Rockefeller enlisted Disney in 1941 with a guarantee of $150,000 against losses as part of a wide-ranging Hollywood reach-out. He promised Orson Welles twice as much to fly south and shoot a film, but then abandoned him; Welles, whose reputation never recovered, got a modicum of revenge by casting a Rockefeller look-alike as the treacherous nutcase who calls everyone “fella” in “Lady From Shanghai” (1947). Disney, true to form, never had to claim the guarantee. He produced two films that made money: the short compilation “Saludos Amigos,” which made its premiere in Rio in 1942 and in Boston the next year, and the astounding feature film “The Three Caballeros,” which made its premiere in Mexico City toward the close of 1944 and in New York early in 1945.
Disney’s two films enjoyed even greater popularity south of the border than at home, but have never accrued the stature of his other animated classics. Rockefeller’s offer came at a time when Disney was at a creative crossroads. His animated features had not always earned back their costs, and between “Bambi” (1942) and “Cinderella” (1950), he focused on an odd medley of works.

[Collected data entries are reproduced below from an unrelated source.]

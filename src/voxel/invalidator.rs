//! Dirty tracking for chunks that need recompiling.

use std::collections::HashSet;

use crate::core::types::IVec3;
use crate::voxel::chunk::{ChunkCoord, CHUNK_SHIFT};

/// A chunk waiting for recompilation
#[derive(Clone, Copy, Debug, PartialEq, Eq)]
pub struct DirtyChunk {
    pub coord: ChunkCoord,
    /// The edit came from the player; recompile synchronously if possible
    pub main_thread: bool,
}

/// Tracks which chunks need a rebuild after edits.
///
/// The visibility traversal never reads this; it only sees the effect once
/// the mesh compiler reports a chunk as recompiled.
#[derive(Debug, Default)]
pub struct ChunkInvalidator {
    /// Chunks needing recompilation
    dirty_chunks: HashSet<ChunkCoord>,
    /// Subset of `dirty_chunks` flagged for main-thread rebuild
    main_thread: HashSet<ChunkCoord>,
}

impl ChunkInvalidator {
    /// Create a new chunk invalidator with empty state.
    pub fn new() -> Self {
        Self::default()
    }

    /// Chunks touched by an edit of the inclusive block range, widened by one
    /// block so chunks sharing a face with the edit are included.
    pub fn region_chunks(min_block: IVec3, max_block: IVec3) -> impl Iterator<Item = ChunkCoord> {
        let lo = (min_block.min(max_block) - IVec3::ONE) >> CHUNK_SHIFT;
        let hi = (min_block.max(max_block) + IVec3::ONE) >> CHUNK_SHIFT;
        (lo.x..=hi.x).flat_map(move |x| {
            (lo.y..=hi.y).flat_map(move |y| (lo.z..=hi.z).map(move |z| ChunkCoord::new(x, y, z)))
        })
    }

    /// Mark a specific chunk as dirty.
    pub fn mark_chunk_dirty(&mut self, coord: ChunkCoord, main_thread: bool) {
        self.dirty_chunks.insert(coord);
        if main_thread {
            self.main_thread.insert(coord);
        }
    }

    /// Take all dirty chunks and clear the dirty list.
    pub fn take_dirty_chunks(&mut self) -> Vec<DirtyChunk> {
        let main_thread = std::mem::take(&mut self.main_thread);
        let mut dirty: Vec<DirtyChunk> = self
            .dirty_chunks
            .drain()
            .map(|coord| DirtyChunk {
                coord,
                main_thread: main_thread.contains(&coord),
            })
            .collect();
        // Main-thread work first so the caller can stop early on a budget
        dirty.sort_by_key(|d| (!d.main_thread, d.coord));
        dirty
    }

    pub fn has_dirty(&self) -> bool {
        !self.dirty_chunks.is_empty()
    }

    pub fn is_chunk_dirty(&self, coord: &ChunkCoord) -> bool {
        self.dirty_chunks.contains(coord)
    }

    /// Forget everything about a chunk that left the index
    pub fn forget(&mut self, coord: &ChunkCoord) {
        self.dirty_chunks.remove(coord);
        self.main_thread.remove(coord);
    }

    /// Get count of dirty chunks (for diagnostics).
    pub fn dirty_chunk_count(&self) -> usize {
        self.dirty_chunks.len()
    }
}

#[cfg(test)]
mod tests {
    use super::*;

    #[test]
    fn test_mark_chunk_dirty_twice() {
        let mut invalidator = ChunkInvalidator::new();
        let coord = ChunkCoord::new(1, 2, 3);

        invalidator.mark_chunk_dirty(coord, false);
        invalidator.mark_chunk_dirty(coord, false);
        assert!(invalidator.is_chunk_dirty(&coord));
        assert_eq!(invalidator.dirty_chunk_count(), 1);
    }

    #[test]
    fn test_take_orders_main_thread_first() {
        let mut invalidator = ChunkInvalidator::new();
        invalidator.mark_chunk_dirty(ChunkCoord::new(0, 0, 0), false);
        invalidator.mark_chunk_dirty(ChunkCoord::new(5, 0, 0), true);

        let dirty = invalidator.take_dirty_chunks();
        assert_eq!(dirty.len(), 2);
        assert_eq!(dirty[0], DirtyChunk { coord: ChunkCoord::new(5, 0, 0), main_thread: true });
        assert!(!dirty[1].main_thread);
        assert!(!invalidator.has_dirty());
        assert!(invalidator.take_dirty_chunks().is_empty());
    }

    #[test]
    fn test_region_inside_one_chunk_touches_neighbors_only_at_faces() {
        // A single block in the middle of chunk (0,0,0) stays in that chunk
        let chunks: Vec<_> =
            ChunkInvalidator::region_chunks(IVec3::splat(8), IVec3::splat(8)).collect();
        assert_eq!(chunks, vec![ChunkCoord::new(0, 0, 0)]);
    }

    #[test]
    fn test_region_on_face_includes_neighbor() {
        // Block at x=0 borders chunk x=-1
        let chunks: Vec<_> =
            ChunkInvalidator::region_chunks(IVec3::new(0, 8, 8), IVec3::new(0, 8, 8)).collect();
        assert_eq!(chunks.len(), 2);
        assert!(chunks.contains(&ChunkCoord::new(-1, 0, 0)));
        assert!(chunks.contains(&ChunkCoord::new(0, 0, 0)));
    }

    #[test]
    fn test_region_corner_touches_eight() {
        let chunks: Vec<_> =
            ChunkInvalidator::region_chunks(IVec3::splat(15), IVec3::splat(15)).collect();
        assert_eq!(chunks.len(), 8);
    }

    #[test]
    fn test_forget() {
        let mut invalidator = ChunkInvalidator::new();
        let coord = ChunkCoord::new(0, 1, 0);
        invalidator.mark_chunk_dirty(coord, true);
        invalidator.forget(&coord);
        assert!(!invalidator.has_dirty());
        assert!(invalidator.take_dirty_chunks().is_empty());
    }
}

This period might be characterized as the Mary Blair era, after the art director whose unusual color schemes and dramatic watercolor effects gave these works their particular style, and were further developed in Disney’s fairy-tale hits of the early 1950s. Yet the films that established her skills were hit-and-miss affairs: propaganda (including the outstanding “Victory Through Air Power,” which remained unavailable to the general public until its DVD release); compilation films that emphasized music, and projects that combined animation and live action — beginning with the two Latin films.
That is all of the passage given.